Please find how many lines of the data contain the string "iter", and respond with that number only.

Dataset excerpts:

--- --- ---

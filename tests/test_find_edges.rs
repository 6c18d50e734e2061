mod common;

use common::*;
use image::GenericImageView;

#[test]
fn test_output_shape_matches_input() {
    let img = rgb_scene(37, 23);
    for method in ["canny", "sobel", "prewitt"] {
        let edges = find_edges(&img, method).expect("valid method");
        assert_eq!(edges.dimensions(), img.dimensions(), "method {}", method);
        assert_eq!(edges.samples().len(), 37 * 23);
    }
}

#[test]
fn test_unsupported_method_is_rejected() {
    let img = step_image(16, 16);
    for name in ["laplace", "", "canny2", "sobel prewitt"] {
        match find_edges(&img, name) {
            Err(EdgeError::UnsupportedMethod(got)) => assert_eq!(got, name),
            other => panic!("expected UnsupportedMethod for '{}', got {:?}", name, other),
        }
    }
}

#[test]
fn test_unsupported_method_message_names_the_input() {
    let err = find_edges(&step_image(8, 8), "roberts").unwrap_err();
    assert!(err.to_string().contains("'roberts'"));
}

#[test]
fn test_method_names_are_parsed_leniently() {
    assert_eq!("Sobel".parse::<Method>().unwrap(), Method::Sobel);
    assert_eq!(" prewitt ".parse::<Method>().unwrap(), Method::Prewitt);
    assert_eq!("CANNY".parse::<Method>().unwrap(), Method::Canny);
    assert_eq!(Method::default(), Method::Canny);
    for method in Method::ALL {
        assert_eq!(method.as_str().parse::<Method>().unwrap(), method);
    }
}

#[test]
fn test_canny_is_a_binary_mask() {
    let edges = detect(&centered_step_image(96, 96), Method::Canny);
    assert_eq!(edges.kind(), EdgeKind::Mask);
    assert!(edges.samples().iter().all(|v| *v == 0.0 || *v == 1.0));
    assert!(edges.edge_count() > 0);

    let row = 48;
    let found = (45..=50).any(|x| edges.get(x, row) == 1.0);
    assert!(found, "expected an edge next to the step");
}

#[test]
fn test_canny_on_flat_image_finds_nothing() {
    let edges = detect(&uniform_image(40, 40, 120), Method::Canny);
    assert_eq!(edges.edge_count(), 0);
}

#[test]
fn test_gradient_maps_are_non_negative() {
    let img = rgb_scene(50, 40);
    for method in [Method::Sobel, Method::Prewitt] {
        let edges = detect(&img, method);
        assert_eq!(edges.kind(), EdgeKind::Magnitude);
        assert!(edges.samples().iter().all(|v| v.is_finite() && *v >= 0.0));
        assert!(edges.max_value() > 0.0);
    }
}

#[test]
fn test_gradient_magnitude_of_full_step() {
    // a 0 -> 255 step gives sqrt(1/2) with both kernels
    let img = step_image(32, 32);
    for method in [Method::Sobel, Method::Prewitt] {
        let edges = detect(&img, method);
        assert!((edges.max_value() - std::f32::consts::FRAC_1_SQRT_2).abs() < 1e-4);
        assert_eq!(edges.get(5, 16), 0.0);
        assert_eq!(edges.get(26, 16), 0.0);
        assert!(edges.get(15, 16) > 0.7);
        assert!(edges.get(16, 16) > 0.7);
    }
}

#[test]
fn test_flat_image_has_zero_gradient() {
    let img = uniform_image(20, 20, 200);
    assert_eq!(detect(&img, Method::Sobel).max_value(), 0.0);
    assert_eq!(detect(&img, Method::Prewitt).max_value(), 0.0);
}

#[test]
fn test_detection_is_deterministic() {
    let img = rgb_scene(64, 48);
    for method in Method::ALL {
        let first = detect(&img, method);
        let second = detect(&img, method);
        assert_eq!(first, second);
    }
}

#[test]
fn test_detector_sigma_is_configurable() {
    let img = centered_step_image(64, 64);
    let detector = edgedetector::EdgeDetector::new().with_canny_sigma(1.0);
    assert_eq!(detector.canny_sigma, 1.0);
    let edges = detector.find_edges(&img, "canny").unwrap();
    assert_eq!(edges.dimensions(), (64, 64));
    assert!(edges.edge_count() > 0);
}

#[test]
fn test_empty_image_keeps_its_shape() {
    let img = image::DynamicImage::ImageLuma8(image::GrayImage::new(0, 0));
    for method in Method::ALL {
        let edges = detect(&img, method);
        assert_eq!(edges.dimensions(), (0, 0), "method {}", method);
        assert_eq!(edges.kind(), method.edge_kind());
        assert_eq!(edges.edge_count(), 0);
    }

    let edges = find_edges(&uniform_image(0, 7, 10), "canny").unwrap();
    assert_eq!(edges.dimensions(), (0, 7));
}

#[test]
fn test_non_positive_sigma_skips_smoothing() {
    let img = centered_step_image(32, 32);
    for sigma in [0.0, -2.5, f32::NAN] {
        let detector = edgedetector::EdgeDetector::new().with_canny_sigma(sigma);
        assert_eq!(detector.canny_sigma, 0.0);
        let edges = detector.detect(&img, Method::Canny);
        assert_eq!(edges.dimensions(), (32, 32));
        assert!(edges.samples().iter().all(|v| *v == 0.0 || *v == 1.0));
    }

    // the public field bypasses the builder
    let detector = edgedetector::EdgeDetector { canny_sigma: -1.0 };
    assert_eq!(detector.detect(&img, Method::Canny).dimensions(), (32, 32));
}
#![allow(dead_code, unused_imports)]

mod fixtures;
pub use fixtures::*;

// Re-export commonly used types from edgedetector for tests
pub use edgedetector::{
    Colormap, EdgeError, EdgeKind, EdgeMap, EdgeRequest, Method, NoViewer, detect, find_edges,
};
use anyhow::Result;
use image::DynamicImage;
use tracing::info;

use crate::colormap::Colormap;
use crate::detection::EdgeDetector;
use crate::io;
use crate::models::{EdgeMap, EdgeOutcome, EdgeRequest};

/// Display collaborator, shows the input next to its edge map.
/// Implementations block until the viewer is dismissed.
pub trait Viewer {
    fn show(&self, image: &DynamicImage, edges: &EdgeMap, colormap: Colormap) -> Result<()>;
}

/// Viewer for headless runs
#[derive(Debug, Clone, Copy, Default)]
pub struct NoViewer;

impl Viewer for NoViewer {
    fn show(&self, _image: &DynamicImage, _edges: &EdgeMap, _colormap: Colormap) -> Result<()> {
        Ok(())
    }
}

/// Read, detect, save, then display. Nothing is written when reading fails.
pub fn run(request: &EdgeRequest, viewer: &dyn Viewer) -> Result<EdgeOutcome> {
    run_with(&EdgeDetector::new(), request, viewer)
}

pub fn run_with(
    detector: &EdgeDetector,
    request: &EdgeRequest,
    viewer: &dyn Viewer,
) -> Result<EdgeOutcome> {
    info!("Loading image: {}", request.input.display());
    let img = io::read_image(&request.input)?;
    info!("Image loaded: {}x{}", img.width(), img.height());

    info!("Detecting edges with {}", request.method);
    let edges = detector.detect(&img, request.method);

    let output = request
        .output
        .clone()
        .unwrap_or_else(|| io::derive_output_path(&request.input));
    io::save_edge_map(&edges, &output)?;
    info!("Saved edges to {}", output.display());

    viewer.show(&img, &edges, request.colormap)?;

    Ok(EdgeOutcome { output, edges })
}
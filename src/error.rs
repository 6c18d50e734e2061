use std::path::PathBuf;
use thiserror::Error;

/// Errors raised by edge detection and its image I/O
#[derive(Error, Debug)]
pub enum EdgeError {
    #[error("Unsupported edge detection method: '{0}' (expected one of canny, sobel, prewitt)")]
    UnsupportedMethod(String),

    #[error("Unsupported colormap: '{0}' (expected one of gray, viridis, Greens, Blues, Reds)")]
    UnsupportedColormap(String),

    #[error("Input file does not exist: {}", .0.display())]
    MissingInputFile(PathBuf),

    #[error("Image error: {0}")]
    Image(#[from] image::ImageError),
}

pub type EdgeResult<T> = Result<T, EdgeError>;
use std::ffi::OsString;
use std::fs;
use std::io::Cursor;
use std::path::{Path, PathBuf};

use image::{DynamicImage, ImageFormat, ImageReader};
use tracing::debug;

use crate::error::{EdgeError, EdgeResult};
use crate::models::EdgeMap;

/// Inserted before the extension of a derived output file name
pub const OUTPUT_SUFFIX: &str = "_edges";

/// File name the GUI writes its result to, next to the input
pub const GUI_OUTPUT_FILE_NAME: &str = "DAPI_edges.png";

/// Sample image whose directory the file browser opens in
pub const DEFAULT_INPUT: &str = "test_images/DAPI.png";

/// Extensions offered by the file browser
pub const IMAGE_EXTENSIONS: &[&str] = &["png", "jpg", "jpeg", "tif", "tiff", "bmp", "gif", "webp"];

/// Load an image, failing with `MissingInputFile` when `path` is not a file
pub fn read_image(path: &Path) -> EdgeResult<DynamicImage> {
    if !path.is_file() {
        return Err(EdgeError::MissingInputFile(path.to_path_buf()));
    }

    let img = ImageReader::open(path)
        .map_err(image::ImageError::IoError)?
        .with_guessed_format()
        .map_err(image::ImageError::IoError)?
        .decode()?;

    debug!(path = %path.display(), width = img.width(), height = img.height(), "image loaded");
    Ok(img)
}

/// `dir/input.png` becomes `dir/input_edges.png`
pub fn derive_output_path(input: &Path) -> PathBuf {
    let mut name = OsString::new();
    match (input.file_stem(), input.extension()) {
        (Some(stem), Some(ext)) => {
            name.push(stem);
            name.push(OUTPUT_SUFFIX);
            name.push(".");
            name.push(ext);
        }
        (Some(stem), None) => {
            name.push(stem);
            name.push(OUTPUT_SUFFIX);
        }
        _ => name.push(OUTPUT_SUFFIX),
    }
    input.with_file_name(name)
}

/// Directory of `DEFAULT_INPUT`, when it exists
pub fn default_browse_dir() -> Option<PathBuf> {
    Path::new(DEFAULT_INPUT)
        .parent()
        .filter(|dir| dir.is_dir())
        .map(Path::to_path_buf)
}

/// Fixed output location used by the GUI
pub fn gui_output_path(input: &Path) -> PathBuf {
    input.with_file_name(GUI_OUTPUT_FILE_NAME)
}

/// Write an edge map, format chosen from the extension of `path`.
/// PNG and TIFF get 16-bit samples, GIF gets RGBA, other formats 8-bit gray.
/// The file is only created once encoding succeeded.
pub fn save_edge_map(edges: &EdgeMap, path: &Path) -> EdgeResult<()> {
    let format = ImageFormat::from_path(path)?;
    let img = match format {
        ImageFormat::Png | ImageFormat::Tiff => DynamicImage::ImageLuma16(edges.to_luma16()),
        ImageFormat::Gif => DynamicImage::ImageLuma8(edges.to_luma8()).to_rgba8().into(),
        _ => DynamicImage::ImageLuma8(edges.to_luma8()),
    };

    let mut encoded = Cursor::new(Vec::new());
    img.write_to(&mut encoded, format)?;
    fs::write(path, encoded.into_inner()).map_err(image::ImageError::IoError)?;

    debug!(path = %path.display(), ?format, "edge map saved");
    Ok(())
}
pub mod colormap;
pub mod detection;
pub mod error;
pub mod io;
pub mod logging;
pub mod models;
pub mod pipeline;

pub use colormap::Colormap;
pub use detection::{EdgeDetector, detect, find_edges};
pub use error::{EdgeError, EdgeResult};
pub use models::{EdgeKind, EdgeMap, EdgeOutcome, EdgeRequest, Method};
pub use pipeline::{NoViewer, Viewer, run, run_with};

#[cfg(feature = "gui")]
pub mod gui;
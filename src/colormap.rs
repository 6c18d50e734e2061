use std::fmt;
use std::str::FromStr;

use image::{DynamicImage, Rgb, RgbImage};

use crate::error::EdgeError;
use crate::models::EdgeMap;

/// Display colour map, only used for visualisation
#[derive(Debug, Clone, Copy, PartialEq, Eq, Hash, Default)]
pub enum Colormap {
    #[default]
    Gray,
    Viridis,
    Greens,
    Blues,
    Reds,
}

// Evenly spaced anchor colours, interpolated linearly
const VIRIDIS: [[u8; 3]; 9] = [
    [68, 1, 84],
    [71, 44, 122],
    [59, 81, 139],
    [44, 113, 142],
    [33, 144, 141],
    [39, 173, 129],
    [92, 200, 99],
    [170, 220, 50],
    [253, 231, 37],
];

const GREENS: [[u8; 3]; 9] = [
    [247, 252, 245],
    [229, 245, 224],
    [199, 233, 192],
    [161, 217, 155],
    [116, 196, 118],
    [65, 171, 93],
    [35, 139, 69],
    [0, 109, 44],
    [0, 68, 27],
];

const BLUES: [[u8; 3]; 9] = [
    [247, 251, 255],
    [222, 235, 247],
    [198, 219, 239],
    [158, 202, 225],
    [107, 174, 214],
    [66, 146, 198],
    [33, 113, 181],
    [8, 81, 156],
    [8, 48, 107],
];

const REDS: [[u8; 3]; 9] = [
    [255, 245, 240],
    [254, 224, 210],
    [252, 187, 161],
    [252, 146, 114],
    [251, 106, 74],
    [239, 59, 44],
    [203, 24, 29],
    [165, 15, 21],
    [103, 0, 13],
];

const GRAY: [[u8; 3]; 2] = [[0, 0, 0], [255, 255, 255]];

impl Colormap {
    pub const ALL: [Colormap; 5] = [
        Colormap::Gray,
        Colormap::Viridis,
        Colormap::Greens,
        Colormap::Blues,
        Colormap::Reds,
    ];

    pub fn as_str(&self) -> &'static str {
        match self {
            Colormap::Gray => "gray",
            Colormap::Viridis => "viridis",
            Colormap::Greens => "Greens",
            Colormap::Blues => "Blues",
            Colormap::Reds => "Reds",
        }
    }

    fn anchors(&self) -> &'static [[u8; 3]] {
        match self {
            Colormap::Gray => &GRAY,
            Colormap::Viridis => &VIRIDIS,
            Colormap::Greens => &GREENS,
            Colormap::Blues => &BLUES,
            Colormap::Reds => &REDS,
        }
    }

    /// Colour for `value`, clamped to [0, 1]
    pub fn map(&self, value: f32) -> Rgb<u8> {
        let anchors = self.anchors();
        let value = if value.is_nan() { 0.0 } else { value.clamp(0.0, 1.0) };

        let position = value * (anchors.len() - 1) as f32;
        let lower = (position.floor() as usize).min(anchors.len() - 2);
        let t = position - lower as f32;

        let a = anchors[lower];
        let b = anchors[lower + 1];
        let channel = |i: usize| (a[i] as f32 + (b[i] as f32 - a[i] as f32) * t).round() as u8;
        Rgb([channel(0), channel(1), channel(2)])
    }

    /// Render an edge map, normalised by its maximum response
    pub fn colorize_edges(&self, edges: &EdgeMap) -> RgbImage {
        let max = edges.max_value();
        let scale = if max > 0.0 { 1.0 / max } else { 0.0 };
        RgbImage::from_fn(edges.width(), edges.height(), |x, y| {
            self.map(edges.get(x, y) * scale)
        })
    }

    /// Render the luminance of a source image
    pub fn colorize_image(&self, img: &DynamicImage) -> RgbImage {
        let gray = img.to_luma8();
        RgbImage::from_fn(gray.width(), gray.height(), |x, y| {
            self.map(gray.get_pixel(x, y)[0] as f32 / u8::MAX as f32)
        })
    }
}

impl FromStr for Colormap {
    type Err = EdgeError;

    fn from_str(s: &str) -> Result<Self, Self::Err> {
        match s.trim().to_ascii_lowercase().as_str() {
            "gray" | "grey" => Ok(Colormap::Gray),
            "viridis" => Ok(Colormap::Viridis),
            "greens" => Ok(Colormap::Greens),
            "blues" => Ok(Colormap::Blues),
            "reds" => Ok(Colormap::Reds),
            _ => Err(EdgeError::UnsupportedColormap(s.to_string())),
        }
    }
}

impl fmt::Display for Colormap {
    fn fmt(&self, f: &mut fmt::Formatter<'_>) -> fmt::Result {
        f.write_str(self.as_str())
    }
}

--- --- ---

Result of this task ::
3